Exercise description ▸
A complete answer lists every line of the material where the string "failed" occurs.

Data ▸
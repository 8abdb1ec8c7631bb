//! Configuration loading from the command line, environment and disk.
//!
//! Precedence, highest first: CLI flags, environment variables, the TOML
//! file given with `--config`, built-in defaults.

use std::ffi::OsString;
use std::fs;
use std::path::{Path, PathBuf};
use std::time::Duration;

use clap::Parser;
use thiserror::Error;
use tracing::Level;
use tracing_subscriber::EnvFilter;

use crate::config::schema::FileConfig;
use crate::config::validation::{validate_config, ValidationError};
use crate::observability::logging::{self, LogFormat};

/// Log verbosity: `debug`, `info`, `warn` or `error` (case-insensitive).
pub const LOG_LEVEL_ENV: &str = "LOG_LEVEL";
/// Log encoding: `json` selects JSON, anything else text.
pub const LOG_MODE_ENV: &str = "LOG_MODE";
/// Full `EnvFilter` directives; overrides `LOG_LEVEL` when set.
pub const RUST_LOG_ENV: &str = "RUST_LOG";

/// Command-line arguments.
#[derive(Parser, Debug, Default)]
#[command(name = "echo-server")]
#[command(version)]
#[command(about = "TCP server that echoes back every byte it receives", long_about = None)]
pub struct Cli {
    /// Port for the server to listen on [default: 7777]
    #[arg(short, long)]
    pub port: Option<u16>,

    /// Maximum connection lifetime in milliseconds [default: 5000]
    #[arg(short, long)]
    pub timeout_ms: Option<u64>,

    /// Path to TOML configuration file
    #[arg(short, long)]
    pub config: Option<PathBuf>,
}

/// Long flags that may also be spelled with a single dash.
const LONG_FLAGS: [&str; 3] = ["port", "timeout-ms", "config"];

/// Rewrite single-dash long flags (`-port 9000`, `-port=9000`) to their
/// double-dash form. Everything else passes through untouched.
pub fn normalize_args<I, T>(args: I) -> Vec<OsString>
where
    I: IntoIterator<Item = T>,
    T: Into<OsString>,
{
    args.into_iter()
        .map(Into::into)
        .map(|arg| {
            let Some(text) = arg.to_str() else {
                return arg;
            };
            let Some(rest) = text.strip_prefix('-') else {
                return arg;
            };
            let name = rest.split_once('=').map_or(rest, |(name, _)| name);
            if LONG_FLAGS.contains(&name) {
                OsString::from(format!("-{text}"))
            } else {
                arg
            }
        })
        .collect()
}

/// Error type for configuration loading.
#[derive(Debug, Error)]
pub enum ConfigError {
    #[error("failed to read config file '{}': {source}", .path.display())]
    Io {
        path: PathBuf,
        #[source]
        source: std::io::Error,
    },

    #[error("failed to parse config file '{}': {source}", .path.display())]
    Parse {
        path: PathBuf,
        #[source]
        source: toml::de::Error,
    },

    #[error("invalid configuration: {}", join(.0))]
    Validation(Vec<ValidationError>),
}

fn join(errors: &[ValidationError]) -> String {
    errors
        .iter()
        .map(ToString::to_string)
        .collect::<Vec<_>>()
        .join(", ")
}

/// Final resolved configuration.
#[derive(Debug, Clone, PartialEq, Eq)]
pub struct Config {
    pub port: u16,
    pub timeout: Duration,
    pub log_level: Level,
    pub log_format: LogFormat,
    /// Raw `RUST_LOG` directives, if any.
    pub log_directives: Option<String>,
}

impl Config {
    /// Load from the process arguments and environment.
    pub fn load() -> Result<Self, ConfigError> {
        let cli = Cli::parse_from(normalize_args(std::env::args_os()));
        Self::resolve(cli, |key| std::env::var(key).ok())
    }

    /// Merge `cli`, the environment (looked up through `env`) and the
    /// optional config file, then validate.
    pub fn resolve<E>(cli: Cli, env: E) -> Result<Self, ConfigError>
    where
        E: Fn(&str) -> Option<String>,
    {
        let file = match &cli.config {
            Some(path) => load_file(path)?,
            None => FileConfig::default(),
        };

        let env = |key: &str| env(key).filter(|value| !value.trim().is_empty());

        let log_level = env(LOG_LEVEL_ENV).unwrap_or(file.logging.level);
        let log_mode = env(LOG_MODE_ENV).unwrap_or(file.logging.format);

        let config = Config {
            port: cli.port.unwrap_or(file.server.port),
            timeout: Duration::from_millis(cli.timeout_ms.unwrap_or(file.server.timeout_ms)),
            log_level: logging::parse_level(&log_level),
            log_format: LogFormat::from_mode(&log_mode),
            log_directives: env(RUST_LOG_ENV),
        };

        validate_config(&config).map_err(ConfigError::Validation)?;
        Ok(config)
    }

    /// The subscriber filter for this configuration.
    pub fn log_filter(&self) -> EnvFilter {
        logging::level_filter(self.log_level, self.log_directives.as_deref())
    }
}

/// Read and parse a TOML configuration file.
pub fn load_file(path: &Path) -> Result<FileConfig, ConfigError> {
    let content = fs::read_to_string(path).map_err(|source| ConfigError::Io {
        path: path.to_path_buf(),
        source,
    })?;

    toml::from_str(&content).map_err(|source| ConfigError::Parse {
        path: path.to_path_buf(),
        source,
    })
}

The answer ▸
    #[error("failed to read config file '{}': {source}", .path.display())]
    #[error("failed to parse config file '{}': {source}", .path.display())]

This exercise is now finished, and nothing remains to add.